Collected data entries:
◇ ◇ ◇ ◇
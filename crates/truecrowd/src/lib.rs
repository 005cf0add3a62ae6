//! TrueCrowd - crowd resource database conversion library.
//!
//! This crate provides a unified interface to the TrueCrowd crates and the
//! file-level conversions the `truecrowd` tool performs.
//!
//! # Crates
//!
//! - [`truecrowd_common`] - Binary reading, symbol hashes, symbol tables
//! - [`truecrowd_xml`] - XML document model
//! - [`truecrowd_chunk`] - Chunk-file container
//! - [`truecrowd_db`] - Crowd database builder, image IO and exporter
//!
//! # Example
//!
//! ```no_run
//! use truecrowd::prelude::*;
//!
//! // crowd.xml -> crowd.bin + crowd_qsymbols.txt
//! let scribed = truecrowd::scribe_file("crowd.xml")?;
//! println!("wrote {}", scribed.binary.display());
//!
//! // crowd.bin -> crowd.xml
//! let mut symbols = SymbolTable::new();
//! symbols.load(&scribed.symbols)?;
//! truecrowd::convert_file(&scribed.binary, &symbols, &ExportOptions::default())?;
//! # Ok::<(), Box<dyn std::error::Error>>(())
//! ```

mod convert;
mod error;

pub use truecrowd_chunk as chunk;
pub use truecrowd_common as common;
pub use truecrowd_db as db;
pub use truecrowd_xml as xml;

pub use convert::{
    convert_file, scribe_file, symbols_path, Converted, Scribed, SYMBOLS_SUFFIX,
};
pub use error::{Error, Result};

/// Prelude module for convenient imports.
pub mod prelude {
    pub use truecrowd_chunk::{ChunkFile, ChunkFileBuilder};
    pub use truecrowd_common::{hash, BinaryReader, CaseMode, SymbolTable};
    pub use truecrowd_db::{build, CrowdDatabase, ExportOptions, Summary, XmlExporter};
    pub use truecrowd_xml::{XmlDocument, XmlNode};
}

/// Version information.
pub const VERSION: &str = env!("CARGO_PKG_VERSION");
◇ ◇ ◇ ◇
-- Exercise directions --
Each record must be copied out exactly and in full.

-- Reply to the exercise --
filename crates/truecrowd/src/lib.rs
repository 005cf0add3a62ae6
//! TrueCrowd - crowd resource database conversion library.
//!
//! This crate provides a unified interface to the TrueCrowd crates and the
//! file-level conversions the `truecrowd` tool performs.
//!
//! # Crates
//!
//! - [`truecrowd_common`] - Binary reading, symbol hashes, symbol tables
//! - [`truecrowd_xml`] - XML document model
//! - [`truecrowd_chunk`] - Chunk-file container
//! - [`truecrowd_db`] - Crowd database builder, image IO and exporter
//!
//! # Example
//!
//! ```no_run
//! use truecrowd::prelude::*;
//!
//! // crowd.xml -> crowd.bin + crowd_qsymbols.txt
//! let scribed = truecrowd::scribe_file("crowd.xml")?;
//! println!("wrote {}", scribed.binary.display());
//!
//! // crowd.bin -> crowd.xml
//! let mut symbols = SymbolTable::new();
//! symbols.load(&scribed.symbols)?;
//! truecrowd::convert_file(&scribed.binary, &symbols, &ExportOptions::default())?;
//! # Ok::<(), Box<dyn std::error::Error>>(())
//! ```

mod convert;
mod error;

pub use truecrowd_chunk as chunk;
pub use truecrowd_common as common;
pub use truecrowd_db as db;
pub use truecrowd_xml as xml;

pub use convert::{
    convert_file, scribe_file, symbols_path, Converted, Scribed, SYMBOLS_SUFFIX,
};
pub use error::{Error, Result};

/// Prelude module for convenient imports.
pub mod prelude {
    pub use truecrowd_chunk::{ChunkFile, ChunkFileBuilder};
    pub use truecrowd_common::{hash, BinaryReader, CaseMode, SymbolTable};
    pub use truecrowd_db::{build, CrowdDatabase, ExportOptions, Summary, XmlExporter};
    pub use truecrowd_xml::{XmlDocument, XmlNode};
}

/// Version information.
pub const VERSION: &str = env!("CARGO_PKG_VERSION");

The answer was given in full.